Moreover, they require an error recovery circuit because they permit errors to occur, and this
increases the complexity of the design and results in higher performance overhead. Z. Ming
et al. [57] presented Adaptive Variation and Error Resilient Agent (AVERA) that provides
variation diagnosis, degradation detection and soft error correction. But it can do only one
operation at a time and mode selection remains a critical issue. T. Sato et al. [58] proposed
Canary flip-flop that relies on a delay buffer at the data input and provides pre-detection of
timing errors. Canary flip-flop only detects the timing error for pre-sampled data and it
suffers from strict timing margin on the critical path and area overhead. For that, Y. Kunitake
et al. [59] proposed a selective replacement method for Canary FF in order to reduce the area
and power overhead. T. Azam et al. [60] proposed an error resilient sequential FF based on
post sampling scheme with delayed clock and the level sensitive latch while Y. Jang et al.

58
[61] proposed a low-power variation-aware FF that does not require longer delayed clock or
additional error correction hardware.

This chapter presents an implementation of timing error sensor circuit that can be
embedded to the degraded critical paths in the datapath sub-blocks due to NBTI aging effects.
In next section, the error sensor circuit operation is explained. The behavior of the sensor
circuit is verified on 20 stage inverter chain by using HSPICE simulation as presented in
section 5.3.

5.2 Error Detection Scheme

The block diagram of the proposed sensor is illustrated in Figure 5.1. The sensor consists of
three flip flops, two XOR gates and delay buffer. The flip-flops Q1 and Q2 called main FF
and shadow FF respectively. The buffer gate is used for delaying the clock signal of the
shadow FF which is expected to always hold correct values. The buffer is tuned to cause a
delay equal to quarter of clock period. The output of the XOR gate (D3) between Q1 and Q2
is a pulse signal; its width equals to the delay value caused by the buffer gate in case of the
values latched in the main and shadow FFs are matched.

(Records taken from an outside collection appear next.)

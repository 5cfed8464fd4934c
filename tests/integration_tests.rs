//! Integration tests for ansicodes

use ansicodes::codes::{self, BOLD, RESET, TXT_DEFAULT, TXT_GREEN, TXT_RED, TXT_YELLOW};
use ansicodes::{
    bkg_rgb, pad_leading, strip, txt_rgb, visible_width, OverrideStore, Rgb, StoreCommand,
    StoreError,
};
use std::fs;
use tempfile::TempDir;

#[test]
fn test_rgb_exact_strings() {
    assert_eq!(bkg_rgb(0, 128, 255), "\u{1b}[48;2;0;128;255m");
    assert_eq!(txt_rgb(0, 128, 255), "\u{1b}[38;2;0;128;255m");
}

#[test]
fn test_rgb_clamp() {
    assert_eq!(bkg_rgb(-5, 300, 128), bkg_rgb(0, 255, 128));
}

#[test]
fn test_rgb_string_numerals() {
    assert_eq!(txt_rgb("10", "20", "30"), txt_rgb(10, 20, 30));
}

#[test]
fn test_rgb_owned_strings() {
    let (r, g, b) = (String::from("1"), String::from("2"), String::from("3"));
    assert_eq!(bkg_rgb(&r, &g, b), bkg_rgb(1, 2, 3));
}

#[test]
fn test_omitted_channels_default_to_white() {
    assert_eq!(Rgb::default().background(), bkg_rgb(255, 255, 255));
}

#[test]
fn test_strip_removes_color() {
    assert_eq!(strip("\u{1b}[31mHello\u{1b}[39m"), "Hello");
}

#[test]
fn test_strip_adjacent() {
    assert_eq!(strip("\u{1b}[1m\u{1b}[31mBold Red\u{1b}[0m"), "Bold Red");
}

#[test]
fn test_strip_boundaries() {
    assert_eq!(strip("abc\u{1b}[32m"), "abc");
    assert_eq!(strip("\u{1b}[32mabc"), "abc");
}

#[test]
fn test_named_constants() {
    assert_eq!(TXT_RED, "\u{1b}[31m");
    assert_eq!(RESET, "\u{1b}[0m");
    assert_eq!(BOLD, "\u{1b}[1m");
    assert_eq!(codes::lookup("TxtOrange"), Some(txt_rgb(255, 102, 0).as_str()));
}

#[test]
fn test_status_column_alignment() {
    // Status cells of different styles line up once padded by visible width.
    let cells = [
        format!("{TXT_RED} No {TXT_DEFAULT}"),
        format!("{TXT_GREEN}Done{TXT_DEFAULT}"),
        format!("{TXT_YELLOW} In {TXT_DEFAULT}"),
        String::from("?"),
    ];
    for cell in &cells {
        let padded = pad_leading(cell, 6);
        assert_eq!(visible_width(&padded), 6);
    }
    assert_eq!(strip(&pad_leading(&cells[0], 6)), "   No ");
}

#[test]
fn test_store_full_cycle() {
    let dir = TempDir::new().expect("Failed to create temp dir");
    let path = dir.path().join("factions.json");

    let mut store = OverrideStore::builder()
        .path(&path)
        .len(5)
        .load()
        .expect("Failed to load store");
    store.apply(StoreCommand::Toggle(5)).expect("Toggle failed");
    store.save().expect("Save failed");
    assert_eq!(
        fs::read_to_string(&path).expect("Missing file"),
        "[false,false,false,false,true]"
    );

    // A newer version tracks more items; the old flags survive.
    let mut store = OverrideStore::builder()
        .path(&path)
        .len(7)
        .load()
        .expect("Failed to reload store");
    assert_eq!(
        store.as_slice(),
        &[false, false, false, false, true, false, false]
    );

    store
        .apply("all".parse().expect("Bad command"))
        .expect("SetAll failed");
    store.save().expect("Save failed");
    let store = OverrideStore::builder()
        .path(&path)
        .load()
        .expect("Failed to reload store");
    assert!(store.as_slice().iter().all(|done| *done));
}

#[test]
fn test_store_rejects_bad_toggle() {
    let dir = TempDir::new().expect("Failed to create temp dir");
    let mut store = OverrideStore::builder()
        .path(dir.path().join("o.json"))
        .len(2)
        .load()
        .expect("Failed to load store");

    let result = store.apply(StoreCommand::Toggle(9));
    assert!(matches!(
        result,
        Err(StoreError::OutOfRange {
            position: 9,
            len: 2
        })
    ));
}

#[test]
fn test_store_not_json() {
    let dir = TempDir::new().expect("Failed to create temp dir");
    let path = dir.path().join("o.json");
    fs::write(&path, "not json").expect("Failed to write");

    let err = OverrideStore::builder().path(&path).load().unwrap_err();
    assert!(err.to_string().contains("Malformed"));
}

Figure 5.1: Timing error detection scheme

59
The second XOR gate between clock (CP1) and its delayed version (CP2) acts as clock
multiplier as its output signal (CP3) has double clock frequency which means its level width
equals the delay value caused by the buffer gate (equals to pulse width of D3 in case of no
errors). Therefore, Q3 will not latch the pulse generated from the XOR gate between Q1 and
Q2 in case of no timing error occurs. On the other hand, if the main FF latched incorrect data
but still the correct data stored in the shadow FF, then XOR gate between Q1 and Q2 will
generate a wider pulse than in case of no timing error and can be detected by Q3 that
represents the error signal. This circuit has sensitivity of detecting timing errors from 10ps up
to 100ps. In order to increase sensor sensitivity, it requires increasing clock frequency and
buffer stages.

(a)

(b)

Figure 5.2: Simulation of 20 stage inverter chain with the proposed error detection circuit (a) before
aging, (b) after aging

60
5.3 Simulation Results

To analyze the behavior of the proposed sensor circuit, we implemented 20 stage inverter
chain based on 45nm PTM transistor model [62] at supply voltage of 0.8V and 85 . The
proposed sensor was embedded at the output of the inverter chain to detect timing failures
after aging. The 20 stage inverter chain with the sensor circuit are simulated using HSPICE at
clock frequency of 2.5GHz and BTI impact is augmented to the transistors with Verilog-A
modules for stress time of 10 years. Each module generates voltage shift that depends on the
activity factor of the transistor. The simulation results before and after aging are shown in
Figure 5.2 where ‘data’ and ‘data1’ are the input and output signals of the inverter chain
respectively. In the absence of BTI, both Q1 and Q2 store same data and therefore, there is no
error detected in Q3 as shown in Figure 5.2 (a). On the other hand, in the presence of BTI, the
correct data is captured by Q2 while the data transition misses set up time requirements of Q1
and therefore wrong data is stored in Q1 consequently, the error signal is high as it is
captured by Q3 as shown in Figure 5.2 (b).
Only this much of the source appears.